People ask me all the time, “How can I become a translator?” I’d like to tell them, “Do what I did,” but I’m sure that’s quite impossible. I’ve been lucky enough to learn how to do what I do from situations that have sometimes been difficult, and I wouldn’t wish them on anybody. Yet I believe that there are a few people for whom being a translator will turn out to be an ideal career. Here a few principles I’ve learned that might help someone make this decision.
1.Find excitement and joy in studying languages, whether or not you’re getting paid for it.
2.Know another language very well, preferably more than one.
3.Know your native language extremely well.
4.Plan to translate only into your native language, not from it into other languages.
5.Learn about some other field than languages that you can work in.
6.Look for full-time work in a company where your language knowledge will be useful.
7.Translate part-time for pleasure and additional income, but live on your other employment.
8.Try to learn new things all the time, not only from your translations, but from all kinds of experiences in life.
9.Acquire a good computer and learn to use it very well.
10.Attend translation conventions and other training opportunities.
11.Associate with other translators and exchange ideas, techniques, and contacts with them.
At his point, I think I should also mention a difficulty that’s turned out to be significant for me: depression. Freelance work is necessarily irregular, and the income from it is likewise undependable. Sometimes there’s too much work, sometimes too little, both of which can be depressing.

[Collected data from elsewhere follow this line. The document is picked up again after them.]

use assert_approx_eq::assert_approx_eq;
use chrono::{Duration, NaiveDate};
use demand_forecast::{DemandForecaster, ForecastError};
use sale_data::{InMemorySaleStore, ProductRef, SalePoint};

fn date(y: i32, m: u32, d: u32) -> NaiveDate {
    NaiveDate::from_ymd_opt(y, m, d).unwrap()
}

fn store_with_daily_sales<F: Fn(usize) -> f64>(
    product_id: i64,
    start: NaiveDate,
    days: usize,
    quantity: F,
) -> InMemorySaleStore {
    let mut store = InMemorySaleStore::new();
    store.add_product(ProductRef::new(product_id, "Fraises"));
    for i in 0..days {
        let day = start + Duration::days(i as i64);
        store.record_sale(product_id, SalePoint::new(day, quantity(i), 4.0).unwrap());
    }
    store
}

#[test]
fn test_single_point_history_repeats_quantity() {
    let store = store_with_daily_sales(1, date(2024, 5, 1), 1, |_| 7.5);
    let forecaster = DemandForecaster::new(store);

    let forecast = forecaster.forecast(1, 5).unwrap();
    assert_eq!(forecast.points.len(), 5);
    for (offset, point) in forecast.points.iter().enumerate() {
        assert_eq!(point.date, date(2024, 5, 1) + Duration::days(offset as i64 + 1));
        assert_eq!(point.quantity_estimate, 7.5);
    }
}

#[test]
fn test_short_history_falls_back_to_rising_line() {
    // Five points on a perfect slope-2 line; too short for the seasonal fit
    let store = store_with_daily_sales(1, date(2024, 5, 1), 5, |i| 1.0 + 2.0 * i as f64);
    let forecaster = DemandForecaster::new(store);

    let forecast = forecaster.forecast(1, 4).unwrap();
    let quantities: Vec<f64> = forecast
        .points
        .iter()
        .map(|p| p.quantity_estimate)
        .collect();

    // The line continues: 11, 13, 15, 17
    for (offset, &quantity) in quantities.iter().enumerate() {
        assert_approx_eq!(quantity, 11.0 + 2.0 * offset as f64, 1e-6);
    }
    assert!(quantities.windows(2).all(|w| w[0] < w[1]));
}

#[test]
fn test_falling_line_clips_at_zero() {
    let store = store_with_daily_sales(1, date(2024, 5, 1), 5, |i| 8.0 - 2.0 * i as f64);
    let forecaster = DemandForecaster::new(store);

    let forecast = forecaster.forecast(1, 4).unwrap();
    let quantities: Vec<f64> = forecast
        .points
        .iter()
        .map(|p| p.quantity_estimate)
        .collect();

    // The fitted line goes negative immediately after the history ends
    for quantity in quantities {
        assert_eq!(quantity, 0.0);
    }
}

#[test]
fn test_long_history_batch_predicts_from_one_fit() {
    let start = date(2024, 4, 1);
    let store = store_with_daily_sales(1, start, 21, |i| 5.0 + 0.5 * i as f64);
    let forecaster = DemandForecaster::new(store);

    let forecast = forecaster.forecast(1, 7).unwrap();
    assert_eq!(forecast.points.len(), 7);

    // Dates are consecutive, starting the day after the last sale
    let last_sale = start + Duration::days(20);
    for (offset, point) in forecast.points.iter().enumerate() {
        assert_eq!(point.date, last_sale + Duration::days(offset as i64 + 1));
    }

    // Pure linear history: the seasonal fit reproduces the line
    for (offset, point) in forecast.points.iter().enumerate() {
        let day_index = 21 + offset;
        assert_approx_eq!(point.quantity_estimate, 5.0 + 0.5 * day_index as f64, 1e-6);
    }
}

#[test]
fn test_duplicate_date_history_repeats_last_quantity() {
    // Two sales on the same day leave nothing to regress on
    let mut store = InMemorySaleStore::new();
    store.add_product(ProductRef::new(1, "Fraises"));
    store.record_sale(1, SalePoint::new(date(2024, 5, 1), 3.0, 4.0).unwrap());
    store.record_sale(1, SalePoint::new(date(2024, 5, 1), 9.0, 4.0).unwrap());

    let forecaster = DemandForecaster::new(store);
    let forecast = forecaster.forecast(1, 3).unwrap();

    for point in &forecast.points {
        assert_eq!(point.quantity_estimate, 9.0);
    }
}

#[test]
fn test_no_history_yields_zeros_from_plan_fallback() {
    let mut store = store_with_daily_sales(1, date(2024, 4, 1), 21, |i| 5.0 + i as f64);
    store.add_product(ProductRef::new(2, "Tomates")); // registered, never sold

    let forecaster = DemandForecaster::new(store);
    let today = date(2024, 5, 10);
    let forecast = forecaster.forecast_from(2, 4, today).unwrap();

    assert_eq!(forecast.points.len(), 4);
    for (offset, point) in forecast.points.iter().enumerate() {
        assert_eq!(point.date, today + Duration::days(offset as i64 + 1));
        assert_eq!(point.quantity_estimate, 0.0);
    }
}

#[test]
fn test_zero_days_rejected() {
    let store = store_with_daily_sales(1, date(2024, 5, 1), 5, |i| i as f64);
    let forecaster = DemandForecaster::new(store);

    assert!(matches!(
        forecaster.forecast(1, 0),
        Err(ForecastError::InvalidParameter(_))
    ));
}

#[test]
fn test_forecast_serializes_iso_dates() {
    let store = store_with_daily_sales(1, date(2024, 5, 1), 1, |_| 2.0);
    let forecaster = DemandForecaster::new(store);

    let json = forecaster.forecast(1, 2).unwrap().to_json().unwrap();
    assert!(json.contains("\"2024-05-02\""));
    assert!(json.contains("\"2024-05-03\""));
    assert!(json.contains("\"product_id\":1"));
}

Either way, you must work hard to maintain a good attitude, avoiding both the thrill of sometimes having more money than expected and the fear that you’ll never get any more work.
I haven’t been able to solve this problem completely, myself, and I’d be happy to hear suggestions on this from others who have faced it.
I’d like to close by referring to two books. The first is The Game of Work by Chuck Coonradt, who came to talk to us when I was working for the LDS Church. The other was found recently by one of my daughters: Do What You Love, the Money Will Follow – Discovering Your True Livelihood, by Marsha Sinetar. I was amazed to find that both these titles summarize my whole life, and I hope that some of you who read this will find that the concepts apply as well to you in translation work as they have for me.